Reoperation rate 4 percent for mesh-based prolapse surgery
(HealthDay)—For women undergoing mesh-based prolapse surgery, the reoperation rate is 4.0 percent at a median of 1.17 years, with reduced risk for patients of surgeons with very high volume, according to a study published in the July issue of Obstetrics and Gynecology.
Erin C. Kelly, M.D., from the University of Western Ontario in London, Canada, and colleagues conducted a retrospective, population-based cohort study involving all women who underwent mesh-based prolapse procedures between 2002 and 2013. The authors examined the proportion of women who underwent surgical revision of the mesh, with the primary exposure of surgeon volume. Data were included for 5,488 women who underwent mesh implantation by one of 368 unique surgeons; median follow-up was 5.4 years.
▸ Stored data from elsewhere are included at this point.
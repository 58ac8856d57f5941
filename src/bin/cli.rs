//! CLI for coordinator operations

use clap::{Args, Parser, Subcommand};
use helmsman::common::parse_duration;
use helmsman::coordinator::LivenessMonitor;
use helmsman::ops::{abdicate_and_wait, cleanup_volume, ControlClient};
use helmsman::{Config, RetryPolicy};
use std::path::PathBuf;
use std::time::Duration;

#[derive(Parser)]
#[command(name = "helmsman")]
#[command(about = "helmsman coordinator CLI")]
#[command(version)]
struct Cli {
    /// Coordinator URL
    #[arg(long, default_value = "http://localhost:8080")]
    coordinator: String,

    /// Per-request timeout (e.g. "5s", "500ms")
    #[arg(long, default_value = "5s", value_parser = parse_duration)]
    request_timeout: Duration,

    /// Configuration file providing the default wait policies
    #[arg(short, long, global = true)]
    config: Option<PathBuf>,

    #[command(subcommand)]
    command: Commands,
}

/// Overrides for the configured retry policy of a waiting command
#[derive(Args, Clone)]
struct PolicyArgs {
    /// Maximum attempts
    #[arg(long)]
    attempts: Option<usize>,

    /// Delay between attempts (e.g. "1s")
    #[arg(long, value_parser = parse_duration)]
    interval: Option<Duration>,

    /// Back off exponentially up to this delay
    #[arg(long, value_parser = parse_duration)]
    max_interval: Option<Duration>,

    /// Overall deadline (e.g. "2m")
    #[arg(long, value_parser = parse_duration)]
    deadline: Option<Duration>,
}

impl PolicyArgs {
    fn policy(&self, configured: &RetryPolicy) -> RetryPolicy {
        configured.clone().overridden(
            self.attempts,
            self.interval,
            self.max_interval,
            self.deadline,
        )
    }
}

#[derive(Subcommand)]
enum Commands {
    /// Show the current leader
    Leader,

    /// Show election state and quorum
    Status,

    /// Make the leader step down and wait for a new one
    Abdicate {
        /// Only abdicate if this member is the leader
        #[arg(long)]
        expected: Option<String>,

        #[command(flatten)]
        policy: PolicyArgs,
    },

    /// Wait until the service reports a leader
    WaitUp {
        #[command(flatten)]
        policy: PolicyArgs,
    },

    /// External volumes
    Volumes {
        #[command(subcommand)]
        command: VolumeCommands,
    },

    /// Workloads
    Apps {
        #[command(subcommand)]
        command: AppCommands,
    },
}

#[derive(Subcommand)]
enum VolumeCommands {
    List,

    Detach { name: String },

    /// Destroy a detached volume, retrying while the device is released
    Destroy {
        name: String,

        #[command(flatten)]
        policy: PolicyArgs,
    },
}

#[derive(Subcommand)]
enum AppCommands {
    List,

    Scale { id: String, instances: usize },

    Tasks { id: String },
}

#[tokio::main]
async fn main() -> anyhow::Result<()> {
    tracing_subscriber::fmt::init();

    let cli = Cli::parse();
    let config = Config::load(cli.config.as_deref())?;
    let timeout = cli.request_timeout;
    let client = ControlClient::new(&cli.coordinator, timeout)?;

    match cli.command {
        Commands::Leader => match client.leader().await? {
            Some(info) => println!("{}", info.leader),
            None => println!("There is no leader"),
        },

        Commands::Status => {
            let status = client.leader_status().await?;
            println!("{}", status);
        }

        Commands::Abdicate { expected, policy } => {
            let monitor = LivenessMonitor::http(&cli.coordinator, timeout)?;
            let policy = policy.policy(&config.liveness);
            let report = abdicate_and_wait(&client, &monitor, expected.as_deref(), &policy).await?;
            println!("Leader changed:");
            println!("  Previous: {}", report.previous.leader);
            println!("  Current: {}", report.current.leader);
            println!("  Elapsed: {} ms", report.elapsed_ms);
        }

        Commands::WaitUp { policy } => {
            let monitor = LivenessMonitor::http(&cli.coordinator, timeout)?;
            let info = monitor.wait_until_up(&policy.policy(&config.liveness)).await?;
            println!("{}", info.leader);
        }

        Commands::Volumes { command } => match command {
            VolumeCommands::List => {
                for volume in client.volumes().await? {
                    println!(
                        "{}\t{}\t{}\t{}",
                        volume.name,
                        volume.state,
                        volume.owner.as_deref().unwrap_or("-"),
                        volume.storage_id
                    );
                }
            }
            VolumeCommands::Detach { name } => {
                let volume = client.detach_volume(&name).await?;
                println!("{} {}", volume.name, volume.state);
            }
            VolumeCommands::Destroy { name, policy } => {
                let policy = policy.policy(&config.volumes.destroy_retry);
                cleanup_volume(&client, &name, &policy).await?;
                println!("{} removed", name);
            }
        },

        Commands::Apps { command } => match command {
            AppCommands::List => {
                for app in client.apps().await? {
                    println!(
                        "{}\t{} instances\t{}",
                        app.id,
                        app.instances,
                        app.volume.as_deref().unwrap_or("-")
                    );
                }
            }
            AppCommands::Scale { id, instances } => {
                let app = client.scale(&id, instances).await?;
                println!("{} scaled to {}", app.id, app.instances);
            }
            AppCommands::Tasks { id } => {
                for task in client.tasks(&id).await? {
                    println!("{}\t{}", task.id, task.host);
                }
            }
        },
    }

    Ok(())
}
The researchers found that at a median of 1.17 years after implantation, 4.0 percent of women underwent mesh reoperation. Patients of very high-volume surgeons had a lower risk of reoperation for complications (3.0 versus 4.8 percent; adjusted hazard ratio, 0.59). Younger age, concomitant hysterectomy, blood transfusion, and increased medical comorbidity correlated with vaginal mesh reoperation in multivariable modeling.
"Approximately 5 percent of women who underwent mesh-based prolapse surgery required reoperation for a mesh complication within 10 years," the authors write. "The risk of reoperation was lowest for surgeons performing 14 or more procedures per year."
One author disclosed financial ties to Astellas Canada.